(Dataset excerpts)
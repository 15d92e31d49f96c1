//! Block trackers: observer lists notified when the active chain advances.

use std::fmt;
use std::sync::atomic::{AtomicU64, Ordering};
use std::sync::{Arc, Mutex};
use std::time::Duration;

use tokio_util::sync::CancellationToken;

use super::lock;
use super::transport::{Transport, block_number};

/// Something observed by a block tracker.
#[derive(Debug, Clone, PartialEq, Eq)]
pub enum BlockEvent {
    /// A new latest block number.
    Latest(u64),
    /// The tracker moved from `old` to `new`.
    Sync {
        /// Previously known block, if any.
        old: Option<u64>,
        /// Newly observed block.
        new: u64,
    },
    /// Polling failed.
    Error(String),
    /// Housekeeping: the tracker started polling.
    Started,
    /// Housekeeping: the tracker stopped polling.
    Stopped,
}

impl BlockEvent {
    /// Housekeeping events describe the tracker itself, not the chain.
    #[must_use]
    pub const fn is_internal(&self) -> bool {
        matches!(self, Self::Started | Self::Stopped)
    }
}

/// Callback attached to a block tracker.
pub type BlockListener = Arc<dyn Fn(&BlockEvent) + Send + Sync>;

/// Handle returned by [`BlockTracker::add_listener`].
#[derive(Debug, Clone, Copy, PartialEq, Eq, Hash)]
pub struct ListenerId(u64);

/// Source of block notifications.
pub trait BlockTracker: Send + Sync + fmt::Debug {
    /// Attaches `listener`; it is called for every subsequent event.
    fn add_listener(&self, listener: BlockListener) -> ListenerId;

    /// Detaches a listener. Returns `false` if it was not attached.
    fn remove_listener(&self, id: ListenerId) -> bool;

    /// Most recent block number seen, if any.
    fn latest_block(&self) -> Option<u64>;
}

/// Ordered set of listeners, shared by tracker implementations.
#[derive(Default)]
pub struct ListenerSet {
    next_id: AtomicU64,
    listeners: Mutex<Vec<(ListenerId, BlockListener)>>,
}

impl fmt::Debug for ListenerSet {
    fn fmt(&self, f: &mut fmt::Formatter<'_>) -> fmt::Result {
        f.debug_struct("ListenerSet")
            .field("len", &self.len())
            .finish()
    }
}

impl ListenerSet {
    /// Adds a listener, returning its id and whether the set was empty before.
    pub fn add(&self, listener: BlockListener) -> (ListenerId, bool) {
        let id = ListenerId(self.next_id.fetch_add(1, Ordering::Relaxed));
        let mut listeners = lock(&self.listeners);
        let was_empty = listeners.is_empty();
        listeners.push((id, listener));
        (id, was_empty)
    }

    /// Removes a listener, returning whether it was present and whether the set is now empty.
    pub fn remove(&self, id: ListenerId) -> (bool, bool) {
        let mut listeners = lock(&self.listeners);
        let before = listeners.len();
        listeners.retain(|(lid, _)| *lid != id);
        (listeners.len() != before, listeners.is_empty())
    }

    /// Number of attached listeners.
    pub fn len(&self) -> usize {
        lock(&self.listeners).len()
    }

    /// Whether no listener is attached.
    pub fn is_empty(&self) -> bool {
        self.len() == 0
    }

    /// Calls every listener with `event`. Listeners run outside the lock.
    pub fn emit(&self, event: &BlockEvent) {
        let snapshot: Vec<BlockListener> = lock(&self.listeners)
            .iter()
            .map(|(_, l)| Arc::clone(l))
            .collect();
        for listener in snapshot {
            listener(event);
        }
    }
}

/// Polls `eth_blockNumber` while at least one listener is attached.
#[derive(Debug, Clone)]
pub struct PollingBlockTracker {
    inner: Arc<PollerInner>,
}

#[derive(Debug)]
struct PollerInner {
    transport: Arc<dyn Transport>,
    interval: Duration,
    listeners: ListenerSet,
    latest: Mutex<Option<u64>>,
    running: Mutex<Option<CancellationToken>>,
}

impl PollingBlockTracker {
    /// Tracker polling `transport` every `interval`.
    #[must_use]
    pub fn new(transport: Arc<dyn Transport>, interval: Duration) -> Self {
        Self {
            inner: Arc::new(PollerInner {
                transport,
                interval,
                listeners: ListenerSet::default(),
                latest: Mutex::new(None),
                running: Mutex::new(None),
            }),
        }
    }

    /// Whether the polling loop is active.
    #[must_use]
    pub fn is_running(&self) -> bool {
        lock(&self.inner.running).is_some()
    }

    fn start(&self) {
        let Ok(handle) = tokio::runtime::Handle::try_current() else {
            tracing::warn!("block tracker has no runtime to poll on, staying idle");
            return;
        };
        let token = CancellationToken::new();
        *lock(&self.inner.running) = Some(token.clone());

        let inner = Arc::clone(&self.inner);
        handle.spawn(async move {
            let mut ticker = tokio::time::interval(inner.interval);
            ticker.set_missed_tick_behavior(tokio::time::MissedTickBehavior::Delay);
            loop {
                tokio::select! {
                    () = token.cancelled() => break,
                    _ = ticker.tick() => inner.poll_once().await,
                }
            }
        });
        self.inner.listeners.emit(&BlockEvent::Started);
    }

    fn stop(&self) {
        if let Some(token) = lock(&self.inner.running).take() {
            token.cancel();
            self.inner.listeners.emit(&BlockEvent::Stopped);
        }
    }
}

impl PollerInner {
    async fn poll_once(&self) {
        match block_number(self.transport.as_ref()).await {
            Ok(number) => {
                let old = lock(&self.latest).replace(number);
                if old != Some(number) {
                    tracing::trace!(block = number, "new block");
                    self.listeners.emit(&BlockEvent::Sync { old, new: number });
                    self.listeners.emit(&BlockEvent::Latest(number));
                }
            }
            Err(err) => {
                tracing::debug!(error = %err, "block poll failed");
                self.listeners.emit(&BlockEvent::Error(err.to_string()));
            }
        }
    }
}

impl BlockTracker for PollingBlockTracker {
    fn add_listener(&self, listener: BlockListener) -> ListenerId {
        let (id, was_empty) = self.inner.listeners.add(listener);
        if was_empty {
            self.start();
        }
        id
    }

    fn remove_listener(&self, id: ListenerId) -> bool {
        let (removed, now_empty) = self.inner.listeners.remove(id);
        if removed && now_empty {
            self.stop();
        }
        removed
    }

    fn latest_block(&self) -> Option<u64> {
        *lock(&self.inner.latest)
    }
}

▶ **Exercise directions**: Type the entries out again so that they match exactly.

▶ **Written answer**:
repository 15d92e31d49f96c1
//! Block trackers: observer lists notified when the active chain advances.

use std::fmt;
use std::sync::atomic::{AtomicU64, Ordering};
use std::sync::{Arc, Mutex};
use std::time::Duration;

use tokio_util::sync::CancellationToken;

use super::lock;
use super::transport::{Transport, block_number};

/// Something observed by a block tracker.
#[derive(Debug, Clone, PartialEq, Eq)]
pub enum BlockEvent {
    /// A new latest block number.
    Latest(u64),
    /// The tracker moved from `old` to `new`.
    Sync {
        /// Previously known block, if any.
        old: Option<u64>,
        /// Newly observed block.
        new: u64,
    },
    /// Polling failed.
    Error(String),
    /// Housekeeping: the tracker started polling.
    Started,
    /// Housekeeping: the tracker stopped polling.
    Stopped,
}

impl BlockEvent {
    /// Housekeeping events describe the tracker itself, not the chain.
    #[must_use]
    pub const fn is_internal(&self) -> bool {
        matches!(self, Self::Started | Self::Stopped)
    }
}

/// Callback attached to a block tracker.
pub type BlockListener = Arc<dyn Fn(&BlockEvent) + Send + Sync>;

/// Handle returned by [`BlockTracker::add_listener`].
#[derive(Debug, Clone, Copy, PartialEq, Eq, Hash)]
pub struct ListenerId(u64);

/// Source of block notifications.
pub trait BlockTracker: Send + Sync + fmt::Debug {
    /// Attaches `listener`; it is called for every subsequent event.
    fn add_listener(&self, listener: BlockListener) -> ListenerId;

    /// Detaches a listener. Returns `false` if it was not attached.
    fn remove_listener(&self, id: ListenerId) -> bool;

    /// Most recent block number seen, if any.
    fn latest_block(&self) -> Option<u64>;
}

/// Ordered set of listeners, shared by tracker implementations.
#[derive(Default)]
pub struct ListenerSet {
    next_id: AtomicU64,
    listeners: Mutex<Vec<(ListenerId, BlockListener)>>,
}

impl fmt::Debug for ListenerSet {
    fn fmt(&self, f: &mut fmt::Formatter<'_>) -> fmt::Result {
        f.debug_struct("ListenerSet")
            .field("len", &self.len())
            .finish()
    }
}

impl ListenerSet {
    /// Adds a listener, returning its id and whether the set was empty before.
    pub fn add(&self, listener: BlockListener) -> (ListenerId, bool) {
        let id = ListenerId(self.next_id.fetch_add(1, Ordering::Relaxed));
        let mut listeners = lock(&self.listeners);
        let was_empty = listeners.is_empty();
        listeners.push((id, listener));
        (id, was_empty)
    }

    /// Removes a listener, returning whether it was present and whether the set is now empty.
    pub fn remove(&self, id: ListenerId) -> (bool, bool) {
        let mut listeners = lock(&self.listeners);
        let before = listeners.len();
        listeners.retain(|(lid, _)| *lid != id);
        (listeners.len() != before, listeners.is_empty())
    }

    /// Number of attached listeners.
    pub fn len(&self) -> usize {
        lock(&self.listeners).len()
    }

    /// Whether no listener is attached.
    pub fn is_empty(&self) -> bool {
        self.len() == 0
    }

    /// Calls every listener with `event`. Listeners run outside the lock.
    pub fn emit(&self, event: &BlockEvent) {
        let snapshot: Vec<BlockListener> = lock(&self.listeners)
            .iter()
            .map(|(_, l)| Arc::clone(l))
            .collect();
        for listener in snapshot {
            listener(event);
        }
    }
}

/// Polls `eth_blockNumber` while at least one listener is attached.
#[derive(Debug, Clone)]
pub struct PollingBlockTracker {
    inner: Arc<PollerInner>,
}

#[derive(Debug)]
struct PollerInner {
    transport: Arc<dyn Transport>,
    interval: Duration,
    listeners: ListenerSet,
    latest: Mutex<Option<u64>>,
    running: Mutex<Option<CancellationToken>>,
}

impl PollingBlockTracker {
    /// Tracker polling `transport` every `interval`.
    #[must_use]
    pub fn new(transport: Arc<dyn Transport>, interval: Duration) -> Self {
        Self {
            inner: Arc::new(PollerInner {
                transport,
                interval,
                listeners: ListenerSet::default(),
                latest: Mutex::new(None),
                running: Mutex::new(None),
            }),
        }
    }

    /// Whether the polling loop is active.
    #[must_use]
    pub fn is_running(&self) -> bool {
        lock(&self.inner.running).is_some()
    }

    fn start(&self) {
        let Ok(handle) = tokio::runtime::Handle::try_current() else {
            tracing::warn!("block tracker has no runtime to poll on, staying idle");
            return;
        };
        let token = CancellationToken::new();
        *lock(&self.inner.running) = Some(token.clone());

        let inner = Arc::clone(&self.inner);
        handle.spawn(async move {
            let mut ticker = tokio::time::interval(inner.interval);
            ticker.set_missed_tick_behavior(tokio::time::MissedTickBehavior::Delay);
            loop {
                tokio::select! {
                    () = token.cancelled() => break,
                    _ = ticker.tick() => inner.poll_once().await,
                }
            }
        });
        self.inner.listeners.emit(&BlockEvent::Started);
    }

    fn stop(&self) {
        if let Some(token) = lock(&self.inner.running).take() {
            token.cancel();
            self.inner.listeners.emit(&BlockEvent::Stopped);
        }
    }
}

impl PollerInner {
    async fn poll_once(&self) {
        match block_number(self.transport.as_ref()).await {
            Ok(number) => {
                let old = lock(&self.latest).replace(number);
                if old != Some(number) {
                    tracing::trace!(block = number, "new block");
                    self.listeners.emit(&BlockEvent::Sync { old, new: number });
                    self.listeners.emit(&BlockEvent::Latest(number));
                }
            }
            Err(err) => {
                tracing::debug!(error = %err, "block poll failed");
                self.listeners.emit(&BlockEvent::Error(err.to_string()));
            }
        }
    }
}

impl BlockTracker for PollingBlockTracker {
    fn add_listener(&self, listener: BlockListener) -> ListenerId {
        let (id, was_empty) = self.inner.listeners.add(listener);
        if was_empty {
            self.start();
        }
        id
    }

    fn remove_listener(&self, id: ListenerId) -> bool {
        let (removed, now_empty) = self.inner.listeners.remove(id);
        if removed && now_empty {
            self.stop();
        }
        removed
    }

    fn latest_block(&self) -> Option<u64> {
        *lock(&self.inner.latest)
    }
}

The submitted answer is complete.